Schließlich steht es der Bank frei, ihre Capital Notes in Aktien der Bank oder der Muttergesellschaft der Bank umzuwandeln. Im Basler Tiers-System werden Capital Notes dem Eigenkapital gleichgestellt, da beide Finanzierungsformen das Eigenkapital der Bank stärken.

Höhepunkte

  • Eine Kapitalanleihe ist eine Art unbesicherte Schuld, die ein Unternehmen zur Deckung kurzfristiger Verbindlichkeiten aufnehmen kann.

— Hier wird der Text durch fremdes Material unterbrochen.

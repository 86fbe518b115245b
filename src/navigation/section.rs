//! 导航分区
//!
//! 分区是路径的纯函数，只用于高亮当前导航项。

use coursehub_shared::Viewer;
use std::fmt::Display;
use std::str::FromStr;

/// 导航栏中的分区（闭集）
#[derive(Debug, Clone, Copy, PartialEq, Eq, Hash, Default)]
pub enum Section {
    #[default]
    Home,
    BrowseCourses,
    MyCourses,
    MyProgress,
    InstructorDashboard,
    CreateCourse,
    AdminDashboard,
    AdminManageCourses,
    Certificates,
}

/// 路径前缀 -> 分区
///
/// 按路径段边界匹配，取最长前缀。`/` 不在表中，未匹配时即为 Home。
const SECTION_PREFIXES: &[(&str, Section)] = &[
    ("/courses", Section::BrowseCourses),
    ("/course", Section::BrowseCourses),
    ("/my-courses", Section::MyCourses),
    ("/my-stats", Section::MyProgress),
    ("/progress", Section::MyProgress),
    ("/certificates", Section::Certificates),
    ("/instructor", Section::InstructorDashboard),
    ("/create-quiz", Section::InstructorDashboard),
    ("/create-course", Section::CreateCourse),
    ("/admin", Section::AdminDashboard),
    ("/admin/courses", Section::AdminManageCourses),
    ("/admin/create-course", Section::AdminManageCourses),
];

impl Section {
    pub fn as_str(&self) -> &'static str {
        match self {
            Section::Home => "home",
            Section::BrowseCourses => "browse-courses",
            Section::MyCourses => "my-courses",
            Section::MyProgress => "my-progress",
            Section::InstructorDashboard => "instructor-dashboard",
            Section::CreateCourse => "create-course",
            Section::AdminDashboard => "admin-dashboard",
            Section::AdminManageCourses => "admin-manage-courses",
            Section::Certificates => "certificates",
        }
    }

    pub const ALL: [Section; 9] = [
        Section::Home,
        Section::BrowseCourses,
        Section::MyCourses,
        Section::MyProgress,
        Section::InstructorDashboard,
        Section::CreateCourse,
        Section::AdminDashboard,
        Section::AdminManageCourses,
        Section::Certificates,
    ];
}

impl Display for Section {
    fn fmt(&self, f: &mut std::fmt::Formatter<'_>) -> std::fmt::Result {
        f.write_str(self.as_str())
    }
}

impl FromStr for Section {
    type Err = ();

    fn from_str(s: &str) -> Result<Self, Self::Err> {
        Section::ALL
            .into_iter()
            .find(|section| section.as_str() == s)
            .ok_or(())
    }
}

/// 去掉查询串与片段
pub fn strip_query(path: &str) -> &str {
    let end = path.find(['?', '#']).unwrap_or(path.len());
    &path[..end]
}

/// `path` 是否以 `prefix` 开头且在路径段边界处结束
fn matches_segment(path: &str, prefix: &str) -> bool {
    match path.strip_prefix(prefix) {
        Some(rest) => rest.is_empty() || rest.starts_with('/'),
        None => false,
    }
}

/// 路径对应的分区，对任意输入都有定义
pub fn section_for(path: &str) -> Section {
    let path = strip_query(path);
    SECTION_PREFIXES
        .iter()
        .filter(|(prefix, _)| matches_segment(path, prefix))
        .max_by_key(|(prefix, _)| prefix.len())
        .map(|(_, section)| *section)
        .unwrap_or_default()
}

// =========================================================
// 导航动作
// =========================================================

/// 导航栏上可见的入口
#[derive(Debug, Clone, Copy, PartialEq, Eq, Hash)]
pub enum NavAction {
    BrowseCourses,
    MyCourses,
    MyProgress,
    Certificates,
    InstructorDashboard,
    CreateCourse,
    AdminDashboard,
    AdminManageCourses,
}

impl NavAction {
    pub fn path(&self) -> &'static str {
        match self {
            NavAction::BrowseCourses => "/courses",
            NavAction::MyCourses => "/my-courses",
            NavAction::MyProgress => "/my-stats",
            NavAction::Certificates => "/certificates",
            NavAction::InstructorDashboard => "/instructor",
            NavAction::CreateCourse => "/create-course",
            NavAction::AdminDashboard => "/admin",
            NavAction::AdminManageCourses => "/admin/courses",
        }
    }

    pub fn label(&self) -> &'static str {
        match self {
            NavAction::BrowseCourses => "Browse Courses",
            NavAction::MyCourses => "My Courses",
            NavAction::MyProgress => "My Progress",
            NavAction::Certificates => "Certificates",
            NavAction::InstructorDashboard => "Dashboard",
            NavAction::CreateCourse => "Create Course",
            NavAction::AdminDashboard => "Admin Dashboard",
            NavAction::AdminManageCourses => "Manage Courses",
        }
    }

    pub fn section(&self) -> Section {
        section_for(self.path())
    }
}

/// 按访问者角色给出导航入口
///
/// 登录/注册入口不受角色控制，不在此列。
pub fn visible_actions(viewer: Viewer) -> &'static [NavAction] {
    match viewer {
        Viewer::Anonymous => &[NavAction::BrowseCourses],
        Viewer::Student => &[
            NavAction::BrowseCourses,
            NavAction::MyCourses,
            NavAction::MyProgress,
            NavAction::Certificates,
        ],
        Viewer::Instructor => &[
            NavAction::BrowseCourses,
            NavAction::InstructorDashboard,
            NavAction::CreateCourse,
        ],
        Viewer::Admin => &[NavAction::AdminDashboard, NavAction::AdminManageCourses],
    }
}
/// 多步保存的结果
#[derive(Debug, Clone, PartialEq)]
pub struct SaveReport {
    pub course_id: String,
    pub saved: usize,
    /// 未填写完整、没有提交的课时
    pub skipped: usize,
    pub failed: usize,
    pub last_error: Option<ApiError>,
}

impl SaveReport {
    fn new(course_id: &str) -> Self {
        Self {
            course_id: course_id.to_string(),
            saved: 0,
            skipped: 0,
            failed: 0,
            last_error: None,
        }
    }

    pub fn is_complete(&self) -> bool {
        self.last_error.is_none()
    }
}

#[derive(Debug, Clone, Copy, Default, PartialEq)]
pub struct InstructorStats {
    pub total: usize,
    pub published: usize,
    pub drafts: usize,
    pub students: f64,
}

impl InstructorStats {
    pub fn from_courses(courses: &[Course]) -> Self {
        let count = |status: CourseStatus| courses.iter().filter(|c| c.status == Some(status)).count();
        Self {
            total: courses.len(),
            published: count(CourseStatus::Published),
            drafts: count(CourseStatus::Draft),
            students: courses.iter().map(|c| c.enrollment_count).sum(),
        }
    }
}

pub fn validate_course(draft: &CourseDraft) -> ApiResult<()> {
    require_fields(&[
        ("Title", draft.title.as_str()),
        ("Description", draft.description.as_str()),
        ("Category", draft.category.as_str()),
    ])?;
    if !draft.price.is_finite() || draft.price < 0.0 {
        return Err(ApiError::invalid_input("Price must be zero or a positive number"));
    }
    Ok(())
}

  • Kapitalanleihen sind in der Regel nicht kĂĽndbar, was sie fĂĽr Anleger attraktiv macht, da sie mit Zinszahlungen bis zur Fälligkeit der Anleihe rechnen können.

  • Dies bedeutet auch, dass die Schuld besicherten Schuldverschreibungen nachrangig ist. Investoren, die Kapitalanleihen halten, werden hinter den Inhabern von gesicherten Schuldverschreibungen bezahlt, falls ein Unternehmen in Konkurs geht.

  • Da die Schulden unbesichert sind, zahlen Kapitalanleihen Anlegern in der Regel einen höheren Zinssatz.